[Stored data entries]
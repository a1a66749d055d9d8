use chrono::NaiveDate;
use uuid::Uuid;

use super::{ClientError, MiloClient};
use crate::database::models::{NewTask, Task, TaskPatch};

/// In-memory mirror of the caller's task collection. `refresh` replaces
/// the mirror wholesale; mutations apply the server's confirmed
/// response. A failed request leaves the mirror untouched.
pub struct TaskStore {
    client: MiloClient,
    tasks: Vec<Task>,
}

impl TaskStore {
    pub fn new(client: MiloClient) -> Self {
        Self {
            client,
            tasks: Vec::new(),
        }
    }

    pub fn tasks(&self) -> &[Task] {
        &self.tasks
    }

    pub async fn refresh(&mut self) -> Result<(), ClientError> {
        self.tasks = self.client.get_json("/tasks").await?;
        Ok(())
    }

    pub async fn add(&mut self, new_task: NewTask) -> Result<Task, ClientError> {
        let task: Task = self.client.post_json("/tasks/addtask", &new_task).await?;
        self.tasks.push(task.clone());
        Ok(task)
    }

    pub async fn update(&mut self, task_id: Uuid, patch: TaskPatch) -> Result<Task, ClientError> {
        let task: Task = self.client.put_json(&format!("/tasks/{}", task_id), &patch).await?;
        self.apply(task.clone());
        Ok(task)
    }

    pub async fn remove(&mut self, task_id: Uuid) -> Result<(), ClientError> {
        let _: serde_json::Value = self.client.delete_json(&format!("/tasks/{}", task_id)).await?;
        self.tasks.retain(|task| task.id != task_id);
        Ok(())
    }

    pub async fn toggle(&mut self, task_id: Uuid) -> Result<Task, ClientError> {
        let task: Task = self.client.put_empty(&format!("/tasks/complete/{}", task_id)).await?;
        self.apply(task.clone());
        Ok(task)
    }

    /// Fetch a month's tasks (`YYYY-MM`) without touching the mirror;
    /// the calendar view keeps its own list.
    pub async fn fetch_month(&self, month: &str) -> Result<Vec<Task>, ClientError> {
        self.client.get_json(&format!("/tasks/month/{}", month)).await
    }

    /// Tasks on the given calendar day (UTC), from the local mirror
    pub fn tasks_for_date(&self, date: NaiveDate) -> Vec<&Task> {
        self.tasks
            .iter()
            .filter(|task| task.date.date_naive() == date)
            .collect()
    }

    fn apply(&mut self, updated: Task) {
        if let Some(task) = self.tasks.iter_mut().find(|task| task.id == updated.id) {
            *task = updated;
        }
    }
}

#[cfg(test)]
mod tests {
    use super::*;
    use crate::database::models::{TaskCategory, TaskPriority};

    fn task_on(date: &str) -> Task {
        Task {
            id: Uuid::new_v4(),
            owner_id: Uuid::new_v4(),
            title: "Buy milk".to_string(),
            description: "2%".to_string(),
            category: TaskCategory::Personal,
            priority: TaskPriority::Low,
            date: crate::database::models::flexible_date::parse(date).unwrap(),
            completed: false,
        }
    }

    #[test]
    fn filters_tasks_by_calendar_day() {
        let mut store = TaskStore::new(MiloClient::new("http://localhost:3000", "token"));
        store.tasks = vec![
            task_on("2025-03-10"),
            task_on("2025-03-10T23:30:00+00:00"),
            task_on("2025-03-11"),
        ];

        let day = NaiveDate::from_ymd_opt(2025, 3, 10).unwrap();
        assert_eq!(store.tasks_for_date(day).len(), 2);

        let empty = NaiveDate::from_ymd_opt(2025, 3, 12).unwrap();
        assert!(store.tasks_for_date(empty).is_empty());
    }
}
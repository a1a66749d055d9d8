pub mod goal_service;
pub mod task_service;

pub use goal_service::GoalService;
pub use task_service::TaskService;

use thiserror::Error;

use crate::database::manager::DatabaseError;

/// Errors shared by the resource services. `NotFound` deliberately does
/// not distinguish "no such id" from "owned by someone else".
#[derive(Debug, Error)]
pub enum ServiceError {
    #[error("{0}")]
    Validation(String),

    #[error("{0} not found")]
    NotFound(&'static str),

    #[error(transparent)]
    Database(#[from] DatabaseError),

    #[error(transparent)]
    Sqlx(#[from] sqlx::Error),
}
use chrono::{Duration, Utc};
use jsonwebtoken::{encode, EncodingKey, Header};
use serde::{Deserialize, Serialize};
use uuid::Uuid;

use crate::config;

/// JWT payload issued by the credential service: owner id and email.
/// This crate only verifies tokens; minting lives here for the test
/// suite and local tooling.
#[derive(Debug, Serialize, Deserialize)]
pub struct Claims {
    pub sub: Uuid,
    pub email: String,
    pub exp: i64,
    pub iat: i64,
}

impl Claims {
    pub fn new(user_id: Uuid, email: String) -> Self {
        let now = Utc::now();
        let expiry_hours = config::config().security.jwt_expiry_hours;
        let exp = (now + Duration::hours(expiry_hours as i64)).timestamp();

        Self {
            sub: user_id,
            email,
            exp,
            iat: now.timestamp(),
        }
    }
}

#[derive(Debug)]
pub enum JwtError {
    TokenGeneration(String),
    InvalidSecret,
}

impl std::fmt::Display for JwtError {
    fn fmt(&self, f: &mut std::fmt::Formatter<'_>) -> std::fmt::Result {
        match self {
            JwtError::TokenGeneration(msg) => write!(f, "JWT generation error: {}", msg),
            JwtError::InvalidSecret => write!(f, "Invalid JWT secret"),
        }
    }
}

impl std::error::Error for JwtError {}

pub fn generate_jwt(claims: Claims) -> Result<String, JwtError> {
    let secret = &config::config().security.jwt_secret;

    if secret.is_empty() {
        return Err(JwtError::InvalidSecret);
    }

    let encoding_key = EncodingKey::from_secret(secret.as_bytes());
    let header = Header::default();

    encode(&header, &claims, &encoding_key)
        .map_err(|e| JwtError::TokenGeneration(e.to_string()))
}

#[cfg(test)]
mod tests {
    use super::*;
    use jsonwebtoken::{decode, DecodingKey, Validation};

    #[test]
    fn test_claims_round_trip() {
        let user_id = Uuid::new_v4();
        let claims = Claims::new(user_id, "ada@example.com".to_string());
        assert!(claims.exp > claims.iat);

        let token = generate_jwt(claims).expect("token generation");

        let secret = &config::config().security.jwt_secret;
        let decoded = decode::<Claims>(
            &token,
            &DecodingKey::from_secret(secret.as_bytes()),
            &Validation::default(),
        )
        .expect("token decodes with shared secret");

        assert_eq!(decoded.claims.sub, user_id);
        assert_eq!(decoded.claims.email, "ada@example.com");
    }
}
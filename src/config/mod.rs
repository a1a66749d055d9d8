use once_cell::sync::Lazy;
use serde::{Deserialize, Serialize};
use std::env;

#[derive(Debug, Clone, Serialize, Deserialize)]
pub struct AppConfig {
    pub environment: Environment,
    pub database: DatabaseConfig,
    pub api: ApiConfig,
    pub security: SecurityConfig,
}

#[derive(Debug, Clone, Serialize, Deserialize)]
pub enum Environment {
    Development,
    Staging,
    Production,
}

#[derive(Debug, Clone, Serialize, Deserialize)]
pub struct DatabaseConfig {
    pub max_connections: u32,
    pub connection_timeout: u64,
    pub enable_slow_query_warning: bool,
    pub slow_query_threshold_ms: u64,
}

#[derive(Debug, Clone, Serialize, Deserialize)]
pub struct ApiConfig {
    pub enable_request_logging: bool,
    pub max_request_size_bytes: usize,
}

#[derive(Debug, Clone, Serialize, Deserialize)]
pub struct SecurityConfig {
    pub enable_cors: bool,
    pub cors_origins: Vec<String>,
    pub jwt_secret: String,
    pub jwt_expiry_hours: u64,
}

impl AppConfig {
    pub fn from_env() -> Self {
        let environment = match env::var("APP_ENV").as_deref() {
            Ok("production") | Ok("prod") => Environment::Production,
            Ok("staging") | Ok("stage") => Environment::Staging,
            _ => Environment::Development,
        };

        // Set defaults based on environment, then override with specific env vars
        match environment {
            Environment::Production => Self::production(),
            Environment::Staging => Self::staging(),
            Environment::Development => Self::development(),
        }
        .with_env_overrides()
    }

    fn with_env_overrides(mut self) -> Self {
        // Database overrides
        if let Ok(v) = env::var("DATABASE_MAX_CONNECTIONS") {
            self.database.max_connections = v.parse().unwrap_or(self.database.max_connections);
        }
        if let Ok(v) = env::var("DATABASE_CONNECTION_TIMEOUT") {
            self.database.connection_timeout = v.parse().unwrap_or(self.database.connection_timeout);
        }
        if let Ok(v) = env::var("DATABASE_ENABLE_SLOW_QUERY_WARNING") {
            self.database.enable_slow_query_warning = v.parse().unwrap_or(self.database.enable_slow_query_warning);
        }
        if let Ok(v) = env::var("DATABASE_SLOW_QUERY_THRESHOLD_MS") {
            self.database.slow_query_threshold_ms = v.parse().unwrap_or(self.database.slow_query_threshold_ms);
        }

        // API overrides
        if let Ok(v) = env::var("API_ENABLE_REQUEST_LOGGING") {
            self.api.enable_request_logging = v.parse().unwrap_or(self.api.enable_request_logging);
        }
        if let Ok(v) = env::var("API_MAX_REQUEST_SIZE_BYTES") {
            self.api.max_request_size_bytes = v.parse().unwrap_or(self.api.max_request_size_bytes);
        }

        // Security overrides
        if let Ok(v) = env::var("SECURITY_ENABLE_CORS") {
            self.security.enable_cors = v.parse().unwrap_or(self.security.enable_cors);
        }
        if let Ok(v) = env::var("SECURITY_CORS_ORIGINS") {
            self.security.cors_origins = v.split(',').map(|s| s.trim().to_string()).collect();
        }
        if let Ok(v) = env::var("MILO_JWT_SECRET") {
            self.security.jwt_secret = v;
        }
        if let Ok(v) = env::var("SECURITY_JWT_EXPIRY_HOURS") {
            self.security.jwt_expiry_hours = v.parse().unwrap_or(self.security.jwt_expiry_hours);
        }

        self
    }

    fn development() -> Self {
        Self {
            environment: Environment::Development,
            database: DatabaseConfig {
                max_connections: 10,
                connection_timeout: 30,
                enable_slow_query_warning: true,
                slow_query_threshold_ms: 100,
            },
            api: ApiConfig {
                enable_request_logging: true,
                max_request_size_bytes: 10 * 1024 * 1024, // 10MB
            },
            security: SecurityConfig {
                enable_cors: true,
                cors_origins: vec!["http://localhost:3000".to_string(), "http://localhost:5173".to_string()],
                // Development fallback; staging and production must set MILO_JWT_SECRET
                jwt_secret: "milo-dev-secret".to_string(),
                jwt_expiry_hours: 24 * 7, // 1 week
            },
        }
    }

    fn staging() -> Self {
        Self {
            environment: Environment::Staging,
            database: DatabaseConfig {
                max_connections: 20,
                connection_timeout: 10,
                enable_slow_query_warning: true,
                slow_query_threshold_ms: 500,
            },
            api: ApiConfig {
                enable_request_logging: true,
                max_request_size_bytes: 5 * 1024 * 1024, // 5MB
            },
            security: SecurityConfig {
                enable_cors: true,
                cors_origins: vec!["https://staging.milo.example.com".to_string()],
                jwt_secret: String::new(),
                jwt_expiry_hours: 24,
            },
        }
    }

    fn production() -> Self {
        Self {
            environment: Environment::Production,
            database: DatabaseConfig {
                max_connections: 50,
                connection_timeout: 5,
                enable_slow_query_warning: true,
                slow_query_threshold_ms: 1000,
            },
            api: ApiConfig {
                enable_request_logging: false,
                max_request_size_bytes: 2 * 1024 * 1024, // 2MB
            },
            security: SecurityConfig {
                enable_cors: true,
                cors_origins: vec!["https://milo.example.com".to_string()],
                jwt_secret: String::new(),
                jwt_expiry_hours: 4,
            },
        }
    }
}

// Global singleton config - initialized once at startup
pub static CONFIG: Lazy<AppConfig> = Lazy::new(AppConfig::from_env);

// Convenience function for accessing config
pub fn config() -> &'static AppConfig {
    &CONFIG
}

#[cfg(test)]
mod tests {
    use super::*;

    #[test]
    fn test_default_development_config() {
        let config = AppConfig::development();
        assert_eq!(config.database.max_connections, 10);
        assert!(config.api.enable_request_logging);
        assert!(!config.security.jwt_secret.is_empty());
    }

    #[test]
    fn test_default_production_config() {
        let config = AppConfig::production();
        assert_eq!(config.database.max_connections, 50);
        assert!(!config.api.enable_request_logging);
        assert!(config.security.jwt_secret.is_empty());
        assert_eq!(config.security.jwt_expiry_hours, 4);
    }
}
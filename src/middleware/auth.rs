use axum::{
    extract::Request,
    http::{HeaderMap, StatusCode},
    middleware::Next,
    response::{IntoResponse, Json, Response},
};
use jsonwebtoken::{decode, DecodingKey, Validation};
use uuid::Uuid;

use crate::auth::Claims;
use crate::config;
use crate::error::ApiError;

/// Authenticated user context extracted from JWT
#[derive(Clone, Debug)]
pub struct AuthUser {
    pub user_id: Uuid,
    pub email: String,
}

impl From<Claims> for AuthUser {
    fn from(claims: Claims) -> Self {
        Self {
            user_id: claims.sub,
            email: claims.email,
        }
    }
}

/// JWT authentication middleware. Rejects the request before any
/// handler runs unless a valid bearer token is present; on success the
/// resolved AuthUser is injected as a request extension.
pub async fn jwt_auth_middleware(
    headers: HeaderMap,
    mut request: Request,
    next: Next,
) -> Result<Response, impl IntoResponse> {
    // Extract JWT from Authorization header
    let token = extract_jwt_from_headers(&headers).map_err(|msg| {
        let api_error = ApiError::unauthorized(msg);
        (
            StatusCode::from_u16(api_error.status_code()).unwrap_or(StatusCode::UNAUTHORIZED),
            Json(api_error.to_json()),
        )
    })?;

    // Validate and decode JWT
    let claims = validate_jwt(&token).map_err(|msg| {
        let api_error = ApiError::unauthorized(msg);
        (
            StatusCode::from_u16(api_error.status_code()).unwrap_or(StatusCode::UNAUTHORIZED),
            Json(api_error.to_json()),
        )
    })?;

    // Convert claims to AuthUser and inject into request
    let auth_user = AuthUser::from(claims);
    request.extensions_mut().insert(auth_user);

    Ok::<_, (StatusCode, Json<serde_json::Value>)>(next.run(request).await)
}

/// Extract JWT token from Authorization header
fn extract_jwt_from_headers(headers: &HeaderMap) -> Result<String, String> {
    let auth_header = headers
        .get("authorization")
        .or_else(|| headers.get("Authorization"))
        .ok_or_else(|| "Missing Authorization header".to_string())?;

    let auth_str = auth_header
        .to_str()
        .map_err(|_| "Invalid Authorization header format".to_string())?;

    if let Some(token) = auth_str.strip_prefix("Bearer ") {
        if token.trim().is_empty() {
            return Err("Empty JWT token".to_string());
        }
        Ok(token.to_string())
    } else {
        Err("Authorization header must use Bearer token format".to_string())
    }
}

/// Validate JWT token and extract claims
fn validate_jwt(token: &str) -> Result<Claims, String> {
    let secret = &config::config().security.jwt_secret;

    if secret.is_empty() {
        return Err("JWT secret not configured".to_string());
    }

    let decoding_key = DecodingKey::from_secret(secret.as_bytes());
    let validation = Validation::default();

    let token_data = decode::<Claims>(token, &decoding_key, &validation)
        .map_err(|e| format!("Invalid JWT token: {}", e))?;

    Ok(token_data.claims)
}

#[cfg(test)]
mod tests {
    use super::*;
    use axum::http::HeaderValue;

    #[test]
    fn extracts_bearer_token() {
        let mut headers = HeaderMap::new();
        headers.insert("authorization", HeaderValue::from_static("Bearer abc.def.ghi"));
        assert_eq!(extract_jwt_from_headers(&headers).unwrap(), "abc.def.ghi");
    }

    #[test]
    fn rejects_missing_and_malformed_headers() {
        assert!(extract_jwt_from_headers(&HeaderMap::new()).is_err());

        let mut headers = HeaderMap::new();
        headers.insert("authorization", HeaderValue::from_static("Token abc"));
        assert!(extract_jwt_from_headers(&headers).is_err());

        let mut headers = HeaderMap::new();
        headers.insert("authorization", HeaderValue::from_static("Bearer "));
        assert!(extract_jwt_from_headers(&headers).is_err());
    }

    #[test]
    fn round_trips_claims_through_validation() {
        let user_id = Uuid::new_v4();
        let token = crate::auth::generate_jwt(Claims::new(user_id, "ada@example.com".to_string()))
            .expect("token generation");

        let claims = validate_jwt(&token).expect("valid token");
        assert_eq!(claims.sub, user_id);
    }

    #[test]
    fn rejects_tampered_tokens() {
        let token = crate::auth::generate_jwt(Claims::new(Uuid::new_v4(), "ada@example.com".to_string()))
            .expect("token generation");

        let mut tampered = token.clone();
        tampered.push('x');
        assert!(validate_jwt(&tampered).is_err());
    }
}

*EXERCISE GOAL*:
An exact copy of the lines above between the line holding "the server's confirmed" and the line holding "pub async fn update(&mut", inclusive, is the whole answer.

*TASK RESPONSE*:
/// the mirror wholesale; mutations apply the server's confirmed
/// response. A failed request leaves the mirror untouched.
pub struct TaskStore {
    client: MiloClient,
    tasks: Vec<Task>,
}

impl TaskStore {
    pub fn new(client: MiloClient) -> Self {
        Self {
            client,
            tasks: Vec::new(),
        }
    }

    pub fn tasks(&self) -> &[Task] {
        &self.tasks
    }

    pub async fn refresh(&mut self) -> Result<(), ClientError> {
        self.tasks = self.client.get_json("/tasks").await?;
        Ok(())
    }

    pub async fn add(&mut self, new_task: NewTask) -> Result<Task, ClientError> {
        let task: Task = self.client.post_json("/tasks/addtask", &new_task).await?;
        self.tasks.push(task.clone());
        Ok(task)
    }

    pub async fn update(&mut self, task_id: Uuid, patch: TaskPatch) -> Result<Task, ClientError> {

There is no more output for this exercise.